◆ PROBLEM DESCRIPTION
The lines to repeat are those below from the one containing "fuzzified preference profile." down to the one containing "ranking happen downstream.", both included; reproduce them exactly and nothing else.

[Collected data]
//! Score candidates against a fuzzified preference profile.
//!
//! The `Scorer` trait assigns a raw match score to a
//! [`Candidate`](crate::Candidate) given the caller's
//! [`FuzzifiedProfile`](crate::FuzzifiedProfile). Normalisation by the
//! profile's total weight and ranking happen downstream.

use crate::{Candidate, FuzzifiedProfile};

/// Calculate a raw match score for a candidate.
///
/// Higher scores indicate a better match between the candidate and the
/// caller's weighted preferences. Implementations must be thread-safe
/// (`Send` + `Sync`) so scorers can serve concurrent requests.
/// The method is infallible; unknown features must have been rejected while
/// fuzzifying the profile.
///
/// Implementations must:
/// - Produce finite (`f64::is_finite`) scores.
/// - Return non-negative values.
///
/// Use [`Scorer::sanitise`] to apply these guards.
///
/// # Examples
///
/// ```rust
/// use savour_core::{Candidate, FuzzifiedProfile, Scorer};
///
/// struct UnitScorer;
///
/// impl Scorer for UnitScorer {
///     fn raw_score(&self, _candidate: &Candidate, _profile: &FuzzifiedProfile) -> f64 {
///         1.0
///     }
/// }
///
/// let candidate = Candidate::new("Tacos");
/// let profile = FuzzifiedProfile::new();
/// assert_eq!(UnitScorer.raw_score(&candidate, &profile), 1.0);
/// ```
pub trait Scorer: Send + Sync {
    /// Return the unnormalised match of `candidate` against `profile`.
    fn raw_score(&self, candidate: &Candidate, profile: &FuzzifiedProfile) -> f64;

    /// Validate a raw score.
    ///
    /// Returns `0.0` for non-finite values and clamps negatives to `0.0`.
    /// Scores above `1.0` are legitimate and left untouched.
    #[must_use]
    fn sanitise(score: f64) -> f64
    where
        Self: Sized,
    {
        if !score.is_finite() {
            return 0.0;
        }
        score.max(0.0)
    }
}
---
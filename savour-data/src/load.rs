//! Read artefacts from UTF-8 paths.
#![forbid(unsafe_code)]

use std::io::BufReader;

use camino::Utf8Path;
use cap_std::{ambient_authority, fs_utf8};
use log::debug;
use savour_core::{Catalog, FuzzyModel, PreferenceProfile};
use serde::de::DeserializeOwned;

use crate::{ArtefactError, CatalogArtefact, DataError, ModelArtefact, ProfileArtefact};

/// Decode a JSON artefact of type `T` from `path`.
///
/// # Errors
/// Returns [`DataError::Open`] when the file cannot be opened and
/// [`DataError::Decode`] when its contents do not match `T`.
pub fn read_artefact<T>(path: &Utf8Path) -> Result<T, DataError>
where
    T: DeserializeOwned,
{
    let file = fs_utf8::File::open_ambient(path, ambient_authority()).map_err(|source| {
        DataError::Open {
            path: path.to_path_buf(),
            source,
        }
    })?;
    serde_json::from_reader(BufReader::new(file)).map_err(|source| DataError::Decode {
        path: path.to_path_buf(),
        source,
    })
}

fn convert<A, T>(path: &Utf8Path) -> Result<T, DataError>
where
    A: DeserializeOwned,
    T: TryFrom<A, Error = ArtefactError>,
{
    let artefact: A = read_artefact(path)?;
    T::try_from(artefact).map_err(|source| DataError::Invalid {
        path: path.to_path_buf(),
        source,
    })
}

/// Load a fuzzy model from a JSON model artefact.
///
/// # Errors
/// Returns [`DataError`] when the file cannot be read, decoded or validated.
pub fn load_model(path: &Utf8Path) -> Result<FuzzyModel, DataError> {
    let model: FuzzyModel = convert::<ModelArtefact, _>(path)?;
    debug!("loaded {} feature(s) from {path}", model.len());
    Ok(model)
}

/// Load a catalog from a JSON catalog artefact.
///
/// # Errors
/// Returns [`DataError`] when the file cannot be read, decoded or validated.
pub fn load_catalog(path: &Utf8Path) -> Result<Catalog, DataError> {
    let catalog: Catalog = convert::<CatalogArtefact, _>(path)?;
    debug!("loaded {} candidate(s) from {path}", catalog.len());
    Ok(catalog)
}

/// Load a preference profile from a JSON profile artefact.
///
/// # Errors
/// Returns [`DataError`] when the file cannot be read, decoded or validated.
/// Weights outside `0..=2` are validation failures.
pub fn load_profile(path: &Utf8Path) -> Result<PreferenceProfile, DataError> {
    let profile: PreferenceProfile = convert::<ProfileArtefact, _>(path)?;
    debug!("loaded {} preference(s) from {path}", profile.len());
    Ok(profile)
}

◆ EXPECTED ANSWER
//! Score candidates against a fuzzified preference profile.
//!
//! The `Scorer` trait assigns a raw match score to a
//! [`Candidate`](crate::Candidate) given the caller's
//! [`FuzzifiedProfile`](crate::FuzzifiedProfile). Normalisation by the
//! profile's total weight and ranking happen downstream.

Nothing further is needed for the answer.